**Data supplied:**
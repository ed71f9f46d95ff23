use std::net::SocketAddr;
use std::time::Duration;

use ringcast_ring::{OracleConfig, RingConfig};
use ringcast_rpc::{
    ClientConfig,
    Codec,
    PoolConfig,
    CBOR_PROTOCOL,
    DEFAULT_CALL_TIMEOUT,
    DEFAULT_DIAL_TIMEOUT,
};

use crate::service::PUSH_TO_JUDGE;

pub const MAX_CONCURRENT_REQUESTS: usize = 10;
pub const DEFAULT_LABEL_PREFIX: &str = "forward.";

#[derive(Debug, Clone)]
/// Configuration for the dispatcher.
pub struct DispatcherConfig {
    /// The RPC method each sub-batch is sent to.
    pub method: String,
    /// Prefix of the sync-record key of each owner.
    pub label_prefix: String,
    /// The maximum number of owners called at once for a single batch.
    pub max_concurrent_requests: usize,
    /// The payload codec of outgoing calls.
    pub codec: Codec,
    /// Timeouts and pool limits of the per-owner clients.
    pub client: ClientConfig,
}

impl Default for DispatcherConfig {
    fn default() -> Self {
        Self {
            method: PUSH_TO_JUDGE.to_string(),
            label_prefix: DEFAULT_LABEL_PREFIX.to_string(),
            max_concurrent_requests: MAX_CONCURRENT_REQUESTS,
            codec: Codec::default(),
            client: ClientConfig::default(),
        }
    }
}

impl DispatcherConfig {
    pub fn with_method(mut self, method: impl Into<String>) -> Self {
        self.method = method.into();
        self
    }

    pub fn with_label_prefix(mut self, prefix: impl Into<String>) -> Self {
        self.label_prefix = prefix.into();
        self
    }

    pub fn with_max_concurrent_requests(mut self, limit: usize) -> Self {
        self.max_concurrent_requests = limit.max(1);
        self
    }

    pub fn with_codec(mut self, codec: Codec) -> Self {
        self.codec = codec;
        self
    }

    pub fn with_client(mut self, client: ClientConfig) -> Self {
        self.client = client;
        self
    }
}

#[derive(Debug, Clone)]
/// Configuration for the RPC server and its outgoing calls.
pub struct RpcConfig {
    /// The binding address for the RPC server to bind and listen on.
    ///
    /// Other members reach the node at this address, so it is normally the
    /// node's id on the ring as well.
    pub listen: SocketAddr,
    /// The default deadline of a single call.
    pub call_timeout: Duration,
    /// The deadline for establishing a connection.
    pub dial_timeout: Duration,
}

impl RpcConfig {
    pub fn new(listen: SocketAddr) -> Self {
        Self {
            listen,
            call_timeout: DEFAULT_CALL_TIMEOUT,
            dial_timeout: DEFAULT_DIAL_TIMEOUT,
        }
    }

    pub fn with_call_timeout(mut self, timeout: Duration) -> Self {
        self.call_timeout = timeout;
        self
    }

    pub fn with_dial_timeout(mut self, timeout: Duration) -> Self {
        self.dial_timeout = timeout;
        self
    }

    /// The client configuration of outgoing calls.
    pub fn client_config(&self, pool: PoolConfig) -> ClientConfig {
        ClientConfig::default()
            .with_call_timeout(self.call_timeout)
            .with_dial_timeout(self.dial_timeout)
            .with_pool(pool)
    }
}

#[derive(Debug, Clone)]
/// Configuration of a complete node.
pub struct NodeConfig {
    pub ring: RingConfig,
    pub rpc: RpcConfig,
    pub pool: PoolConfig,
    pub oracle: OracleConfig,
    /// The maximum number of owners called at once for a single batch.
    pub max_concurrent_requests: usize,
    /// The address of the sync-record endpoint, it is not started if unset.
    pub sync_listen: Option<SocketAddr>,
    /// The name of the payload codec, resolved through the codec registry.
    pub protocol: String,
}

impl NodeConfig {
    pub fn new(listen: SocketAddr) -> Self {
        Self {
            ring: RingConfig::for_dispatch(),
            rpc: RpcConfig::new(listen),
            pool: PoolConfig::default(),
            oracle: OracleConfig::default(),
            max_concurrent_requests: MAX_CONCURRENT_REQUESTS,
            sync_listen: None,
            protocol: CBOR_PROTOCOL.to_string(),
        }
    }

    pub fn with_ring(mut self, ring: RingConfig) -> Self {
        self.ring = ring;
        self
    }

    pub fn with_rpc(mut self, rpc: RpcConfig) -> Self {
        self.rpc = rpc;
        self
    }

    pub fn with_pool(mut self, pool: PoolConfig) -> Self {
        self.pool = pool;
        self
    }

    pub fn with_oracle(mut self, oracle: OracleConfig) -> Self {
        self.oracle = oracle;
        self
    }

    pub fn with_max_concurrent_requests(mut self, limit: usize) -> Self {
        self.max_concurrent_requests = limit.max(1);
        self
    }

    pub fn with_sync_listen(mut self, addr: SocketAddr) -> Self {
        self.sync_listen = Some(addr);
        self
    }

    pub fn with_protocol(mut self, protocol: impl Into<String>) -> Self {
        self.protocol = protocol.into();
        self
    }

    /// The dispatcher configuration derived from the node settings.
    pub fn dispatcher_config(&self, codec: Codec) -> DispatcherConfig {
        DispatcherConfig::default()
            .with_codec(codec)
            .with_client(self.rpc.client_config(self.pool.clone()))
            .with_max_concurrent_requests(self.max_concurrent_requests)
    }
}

**Activity:** Gather every line from the entries above where the word "PoolConfig" appears, and copy them.

**Exercise answer:**
    PoolConfig,
    pub fn client_config(&self, pool: PoolConfig) -> ClientConfig {
    pub pool: PoolConfig,
            pool: PoolConfig::default(),
    pub fn with_pool(mut self, pool: PoolConfig) -> Self {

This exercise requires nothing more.